La prueba más evidente de esta duplicidad es la demanda, repetida como un mantra, de que Hamas entregue las armas. Esta exigencia, presentada como un prerrequisito para la paz, ignora deliberadamente la realidad política sobre el terreno. Para los ojos occidentales, Hamas es simplemente una organización terrorista. Pero para una parte significativa del pueblo palestino, especialmente en Gaza, Hamas representa la única fuerza que ha mostrado una resistencia armada efectiva frente a una ocupación asfixiante y un bloqueo inhumano. Más allá de su ideología, que sin duda es controvertida, Hamas emergió como una alternativa a la ANP y, en elecciones pasadas pero aún resonantes, demostró tener un apoyo popular considerable.

Al exigir el desarme de Hamas, los líderes occidentales no están pidiendo un gesto de paz; están exigiendo la capitulación de la única facción que, en la percepción de muchos palestinos, defiende activamente su derecho a la soberanía. Es una petición para que el pueblo palestino renuncie por completo a su capacidad de defensa, entregando su destino a las manos de una ANP debilitada y a la buena fe de una comunidad internacional que ha fallado en protegerlos de forma consistente. Es la lógica del vencedor: "Depongan las armas que nos desafían, y acepten las que nosotros autorizamos para su control".

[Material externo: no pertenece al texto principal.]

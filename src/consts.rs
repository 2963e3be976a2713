/// Canonical day key, also the snapshot filename stem: "2026-02-01"
pub(crate) const DATE_FORMAT: &str = "%Y-%m-%d";

/// Model name recorded when a session does not report one
pub(crate) const UNKNOWN: &str = "unknown";

/// Extension of snapshot files inside the data directory
pub(crate) const SNAPSHOT_EXT: &str = "json";

/// Lock marker file name when no explicit lock path is configured
pub(crate) const LOCK_FILE_NAME: &str = ".sessionstats.lock";
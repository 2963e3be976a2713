use std::time::Duration;

use tracing::{debug, warn};

use crate::core::Session;
use crate::error::AppError;

use super::{SessionSource, deadline_after, parse_sessions, unavailable};

const FETCH_RETRIES: usize = 3;
const RETRY_BACKOFF_MS: u64 = 250;

/// Fetches sessions from the platform's local HTTP gateway
pub(crate) struct HttpSource {
    url: String,
    timeout: Duration,
}

impl HttpSource {
    pub(crate) fn new(url: String, timeout: Duration) -> Self {
        Self { url, timeout }
    }

    fn fetch_raw(&self) -> Result<String, AppError> {
        deadline_after(self.name(), self.timeout)?;
        let agent: ureq::Agent = ureq::Agent::config_builder()
            .timeout_global(Some(self.timeout))
            .build()
            .into();

        let mut last_error = String::new();
        for attempt in 0..FETCH_RETRIES {
            match agent.get(&self.url).call() {
                Ok(response) => {
                    let mut body = response.into_body();
                    return body.read_to_string().map_err(|e| {
                        unavailable(self.name(), format!("failed to read response: {e}"))
                    });
                }
                Err(e) => {
                    debug!("GET {} failed (attempt {}): {e}", self.url, attempt + 1);
                    last_error = e.to_string();
                }
            }

            if attempt + 1 < FETCH_RETRIES {
                std::thread::sleep(Duration::from_millis(
                    RETRY_BACKOFF_MS * (attempt as u64 + 1),
                ));
            }
        }

        warn!("Session endpoint {} unreachable after {FETCH_RETRIES} attempts", self.url);
        Err(unavailable(self.name(), format!("{}: {last_error}", self.url)))
    }
}

impl SessionSource for HttpSource {
    fn name(&self) -> &str {
        "http"
    }

    fn list_sessions(&self) -> Result<Vec<Session>, AppError> {
        let raw = self.fetch_raw()?;
        parse_sessions(&raw)
    }
}
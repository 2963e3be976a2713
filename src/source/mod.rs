//! Session source abstraction layer
//!
//! The assistant platform is queried through the `SessionSource` trait so
//! the aggregator never cares whether sessions came from a command, an HTTP
//! endpoint or a file.

pub(crate) mod command;
pub(crate) mod file;
pub(crate) mod http;
pub(crate) mod parser;

use std::path::PathBuf;
use std::time::{Duration, Instant};

use crate::core::Session;
use crate::error::AppError;

pub(crate) use command::CommandSource;
pub(crate) use file::FileSource;
pub(crate) use http::HttpSource;
pub(crate) use parser::parse_sessions;

/// Query interface for current in-flight sessions
pub(crate) trait SessionSource {
    /// Short name used in diagnostics
    fn name(&self) -> &str;

    /// Current sessions in source order; an empty list is returned as-is
    fn list_sessions(&self) -> Result<Vec<Session>, AppError>;
}

/// Where sessions come from, resolved from CLI flags and config
#[derive(Debug, Clone, PartialEq)]
pub(crate) enum SourceSpec {
    Command { argv: Vec<String>, timeout: Duration },
    Http { url: String, timeout: Duration },
    File { path: PathBuf },
}

/// Box type for dynamic dispatch
pub(crate) type BoxedSource = Box<dyn SessionSource>;

pub(crate) fn build_source(spec: &SourceSpec) -> Result<BoxedSource, AppError> {
    Ok(match spec {
        SourceSpec::Command { argv, timeout } => Box::new(CommandSource::new(argv, *timeout)?),
        SourceSpec::Http { url, timeout } => Box::new(HttpSource::new(url.clone(), *timeout)),
        SourceSpec::File { path } => Box::new(FileSource::new(path.clone())),
    })
}

fn unavailable(source_name: &str, reason: impl Into<String>) -> AppError {
    AppError::SourceUnavailable {
        source_name: source_name.to_string(),
        reason: reason.into(),
    }
}

/// Point in time a request must finish by; oversized timeouts are rejected
fn deadline_after(source_name: &str, timeout: Duration) -> Result<Instant, AppError> {
    Instant::now().checked_add(timeout).ok_or_else(|| {
        AppError::Config(format!(
            "{source_name} source timeout of {}s is too large",
            timeout.as_secs()
        ))
    })
}

#[cfg(test)]
pub(crate) mod testing {
    use std::cell::Cell;

    use super::*;
    use crate::core::TokenTotals;

    /// In-memory source for aggregator tests
    pub(crate) struct StaticSource {
        result: Result<Vec<Session>, String>,
        pub(crate) calls: Cell<usize>,
    }

    impl StaticSource {
        pub(crate) fn new(sessions: &[(&str, &str, u64, u64)]) -> Self {
            let sessions = sessions
                .iter()
                .map(|(key, model, input, output)| Session {
                    key: key.to_string(),
                    model: model.to_string(),
                    tokens: TokenTotals::new(*input, *output),
                })
                .collect();
            Self {
                result: Ok(sessions),
                calls: Cell::new(0),
            }
        }

        pub(crate) fn failing(reason: &str) -> Self {
            Self {
                result: Err(reason.to_string()),
                calls: Cell::new(0),
            }
        }
    }

    impl SessionSource for StaticSource {
        fn name(&self) -> &str {
            "static"
        }

        fn list_sessions(&self) -> Result<Vec<Session>, AppError> {
            self.calls.set(self.calls.get() + 1);
            self.result
                .clone()
                .map_err(|reason| unavailable(self.name(), reason))
        }
    }
}
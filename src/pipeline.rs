//! SpectrumPipeline: the assembled FIFO, worker and shared spectra.

use crate::analysis::{AnalysisWorker, SpectrumState, WorkerState};
use crate::core::{Downmixer, FifoMonitor, PipelineConfig, RingBuffer, SampleProducer};
use crate::{Result, SpectrumPipelineBuilder};
use std::sync::Arc;

/// A running spectrum analysis pipeline.
///
/// Owns the analysis worker and exposes the reader side of the shared
/// spectra. Samples go in through the [`PipelineInput`] returned alongside it
/// by [`SpectrumPipelineBuilder::build`]. Dropping the pipeline stops the
/// worker.
///
/// # Example
///
/// ```
/// use prism::prelude::*;
///
/// let (pipeline, mut input) = SpectrumPipeline::builder(48000.0)
///     .fft_order(10)
///     .build()?;
///
/// // Audio thread
/// input.push_interleaved(&[0.0; 512], 2)?;
///
/// // UI thread
/// let mut live = vec![0.0; pipeline.num_bins()];
/// pipeline.copy_live(&mut live)?;
/// # Ok::<(), prism::Error>(())
/// ```
pub struct SpectrumPipeline {
    spectrum: Arc<SpectrumState>,
    worker: AnalysisWorker,
    monitor: FifoMonitor,
    config: PipelineConfig,
}

impl SpectrumPipeline {
    /// Start configuring a pipeline for audio at `sample_rate` Hz.
    pub fn builder(sample_rate: f64) -> SpectrumPipelineBuilder {
        SpectrumPipelineBuilder::new(sample_rate)
    }

    /// Validate `config`, allocate every buffer and spawn the worker.
    pub(crate) fn start(config: PipelineConfig) -> Result<(Self, PipelineInput)> {
        config.validate()?;

        let spectrum = Arc::new(SpectrumState::new(
            config.fft_size(),
            config.hop(),
            config.sample_rate,
            config.decay_db_per_second,
        )?);
        let (producer, consumer) = RingBuffer::new(config.ring_capacity)?;
        let monitor = producer.monitor();
        let worker = AnalysisWorker::spawn(consumer, Arc::clone(&spectrum), &config)?;

        tracing::debug!(
            sample_rate = config.sample_rate,
            fft_size = config.fft_size(),
            ring_capacity = config.ring_capacity,
            "Started spectrum pipeline"
        );

        let input = PipelineInput {
            producer,
            mixer: Downmixer::new(config.max_block_size),
            spectrum: Arc::clone(&spectrum),
        };

        Ok((
            Self {
                spectrum,
                worker,
                monitor,
                config,
            },
            input,
        ))
    }

    /// Shared spectra, for readers on other threads.
    pub fn spectrum(&self) -> &Arc<SpectrumState> {
        &self.spectrum
    }

    pub fn config(&self) -> &PipelineConfig {
        &self.config
    }

    pub fn num_bins(&self) -> usize {
        self.spectrum.num_bins()
    }

    pub fn copy_live(&self, destination: &mut [f32]) -> Result<()> {
        Ok(self.spectrum.copy_live(destination)?)
    }

    pub fn copy_peak(&self, destination: &mut [f32]) -> Result<()> {
        Ok(self.spectrum.copy_peak(destination)?)
    }

    pub fn take_max_changed_flag(&self) -> bool {
        self.spectrum.take_max_changed_flag()
    }

    pub fn reset_peak(&self) {
        self.spectrum.reset_peak();
    }

    pub fn sample_rate(&self) -> f64 {
        self.spectrum.sample_rate()
    }

    pub fn set_sample_rate(&self, sample_rate: f64) -> Result<()> {
        Ok(self.spectrum.set_sample_rate(sample_rate)?)
    }

    /// Samples lost to FIFO overrun since the pipeline started.
    pub fn overrun_count(&self) -> u64 {
        self.monitor.overrun_count()
    }

    /// Samples pushed but not yet drained by the worker.
    pub fn buffered(&self) -> usize {
        self.monitor.buffered()
    }

    pub fn worker_state(&self) -> WorkerState {
        self.worker.state()
    }

    /// Stop the worker, waiting at most the configured shutdown timeout.
    ///
    /// The spectra stay readable afterwards. Calling this twice is a no-op.
    pub fn shutdown(&mut self) -> Result<()> {
        Ok(self.worker.shutdown()?)
    }
}

/// Audio-thread handle: downmixes host blocks into the sample FIFO.
///
/// Every method is RT-safe. Pushing never blocks and never allocates; if the
/// worker falls behind, the oldest samples are overwritten.
pub struct PipelineInput {
    producer: SampleProducer,
    mixer: Downmixer,
    spectrum: Arc<SpectrumState>,
}

impl PipelineInput {
    /// Push interleaved frames with `channels` samples each.
    pub fn push_interleaved(&mut self, samples: &[f32], channels: usize) -> Result<()> {
        self.mixer
            .process_interleaved(samples, channels, &mut self.producer)?;
        Ok(())
    }

    /// Push one slice per channel. All slices must have the same length.
    pub fn push_planar<C: AsRef<[f32]>>(&mut self, channels: &[C]) -> Result<()> {
        self.mixer.process_planar(channels, &mut self.producer)?;
        Ok(())
    }

    /// Push an already mono block.
    pub fn push_mono(&mut self, samples: &[f32]) {
        self.producer.push(samples);
    }

    /// Report a host sample rate change. The worker adapts the decay before
    /// its next frame.
    pub fn set_sample_rate(&self, sample_rate: f64) -> Result<()> {
        Ok(self.spectrum.set_sample_rate(sample_rate)?)
    }

    pub fn sample_rate(&self) -> f64 {
        self.spectrum.sample_rate()
    }

    pub fn monitor(&self) -> FifoMonitor {
        self.producer.monitor()
    }
}
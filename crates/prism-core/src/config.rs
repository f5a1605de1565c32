//! Pipeline configuration.

use crate::{Error, Result};
use core::time::Duration;
use serde::{Deserialize, Serialize};

/// Smallest accepted FFT order (16-point transform).
pub const MIN_FFT_ORDER: u32 = 4;

/// Largest accepted FFT order (65536-point transform).
pub const MAX_FFT_ORDER: u32 = 16;

/// Analysis window applied to each frame before the transform.
#[derive(Debug, Clone, Copy, PartialEq, Eq, Default, Serialize, Deserialize)]
#[serde(rename_all = "snake_case")]
pub enum WindowKind {
    #[default]
    Hamming,
    Hann,
    Rectangular,
}

/// Configuration for a spectrum pipeline.
///
/// Everything here is fixed for the lifetime of a pipeline except the
/// sample rate, which can be changed later through the input handle.
#[derive(Debug, Clone, PartialEq, Serialize, Deserialize)]
#[serde(default)]
pub struct PipelineConfig {
    /// Sample rate in Hz (default: 44100.0)
    pub sample_rate: f64,
    /// FFT size exponent, `fft_size = 1 << fft_order` (default: 11, 2048 points)
    pub fft_order: u32,
    /// Sample FIFO capacity, power of two (default: 4096)
    pub ring_capacity: usize,
    /// Rolling staging window owned by the worker (default: 16384)
    pub window_capacity: usize,
    /// Samples between successive frames; `None` means one full frame (default: None)
    pub hop_size: Option<usize>,
    /// Release rate of the live spectrum in dB per second (default: -40.0)
    pub decay_db_per_second: f32,
    /// Analysis window (default: Hamming)
    pub window: WindowKind,
    /// Largest host block the downmixer handles in one chunk (default: 8192)
    pub max_block_size: usize,
    /// Worker sleep when the FIFO is empty, in milliseconds (default: 1)
    pub idle_sleep_ms: u64,
    /// Bounded wait for the worker to stop, in milliseconds (default: 3000)
    pub shutdown_timeout_ms: u64,
}

impl Default for PipelineConfig {
    fn default() -> Self {
        Self {
            sample_rate: 44100.0,
            fft_order: 11,
            ring_capacity: 4096,
            window_capacity: 16384,
            hop_size: None,
            decay_db_per_second: -40.0,
            window: WindowKind::Hamming,
            max_block_size: 8192,
            idle_sleep_ms: 1,
            shutdown_timeout_ms: 3000,
        }
    }
}

impl PipelineConfig {
    /// Number of samples per analysis frame.
    #[inline]
    pub fn fft_size(&self) -> usize {
        1usize << self.fft_order
    }

    /// Number of magnitude bins produced per frame (`fft_size / 2`).
    #[inline]
    pub fn num_bins(&self) -> usize {
        self.fft_size() / 2
    }

    /// Samples the read cursor advances per frame.
    #[inline]
    pub fn hop(&self) -> usize {
        self.hop_size.unwrap_or_else(|| self.fft_size())
    }

    pub fn idle_sleep(&self) -> Duration {
        Duration::from_millis(self.idle_sleep_ms)
    }

    pub fn shutdown_timeout(&self) -> Duration {
        Duration::from_millis(self.shutdown_timeout_ms)
    }

    pub fn validate(&self) -> Result<()> {
        validate_sample_rate(self.sample_rate)?;

        if !(MIN_FFT_ORDER..=MAX_FFT_ORDER).contains(&self.fft_order) {
            return Err(Error::InvalidFftOrder(self.fft_order));
        }

        if self.ring_capacity < 2 || !self.ring_capacity.is_power_of_two() {
            return Err(Error::InvalidConfig(format!(
                "ring_capacity {} must be a power of two >= 2",
                self.ring_capacity
            )));
        }

        // Unread staging never exceeds one drained remainder (<= fft_size)
        // plus one FIFO's worth, so this keeps the write cursor off the read cursor.
        let min_window = self.ring_capacity + self.fft_size();
        if self.window_capacity <= min_window {
            return Err(Error::InvalidConfig(format!(
                "window_capacity {} must exceed ring_capacity + fft_size ({})",
                self.window_capacity, min_window
            )));
        }

        let hop = self.hop();
        if hop == 0 || hop > self.fft_size() {
            return Err(Error::InvalidConfig(format!(
                "hop_size {} out of range (1-{})",
                hop,
                self.fft_size()
            )));
        }

        if !self.decay_db_per_second.is_finite() || self.decay_db_per_second > 0.0 {
            return Err(Error::InvalidConfig(format!(
                "decay_db_per_second {} must be finite and <= 0",
                self.decay_db_per_second
            )));
        }

        if self.max_block_size == 0 {
            return Err(Error::InvalidConfig("max_block_size must be non-zero".into()));
        }

        if self.shutdown_timeout_ms == 0 {
            return Err(Error::InvalidConfig("shutdown_timeout_ms must be non-zero".into()));
        }

        // An idle worker only sees the stop signal between sleeps.
        if self.idle_sleep_ms >= self.shutdown_timeout_ms {
            return Err(Error::InvalidConfig(format!(
                "idle_sleep_ms {} must be shorter than shutdown_timeout_ms {}",
                self.idle_sleep_ms, self.shutdown_timeout_ms
            )));
        }

        Ok(())
    }
}

/// Check that a sample rate is usable for analysis.
#[inline]
pub fn validate_sample_rate(sample_rate: f64) -> Result<f64> {
    if sample_rate.is_finite() && sample_rate > 0.0 {
        Ok(sample_rate)
    } else {
        Err(Error::InvalidSampleRate(sample_rate))
    }
}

Esta narrativa ignora por completo las causas profundas del conflicto: la ocupación militar, la expansión de asentamientos ilegales, la fragmentación del territorio palestino y la sistemática negación de derechos básicos. Centrar el debate en el desarme de una facción sin abordar el contexto de opresión que la fortalece es como pretender curar una enfermedad tratando solo uno de sus síntomas más visibles.

La verdadera tragedia se desarrolla no solo en los campos de batalla de Gaza, sino también en los salones alfombrados de Nueva York y Ginebra. Mientras los discursos condenan la violencia de una parte, legitiman y arman la de la otra, perpetuando un desequilibrio de poder brutal. Hablan de un futuro estado palestino, pero sus acciones buscan moldear uno que sea dócil, desmembrado y eternamente dependiente.

La retórica sobre la prevención de un genocidio pierde toda credibilidad cuando va acompañada de una agenda de dominación política. El pueblo palestino no necesita tutores que decidan por ellos quién los representa o cómo deben defender su dignidad. Hasta que la comunidad internacional, especialmente las potencias occidentales, no reconozca la agencia política del pueblo palestino en su conjunto—incluyendo a las fuerzas que elige, aunque resulten incómodas—y aborde las injusticias estructurales, sus palabras en la ONU seguirán siendo, simple y llanamente, hipocresía en su forma más pura.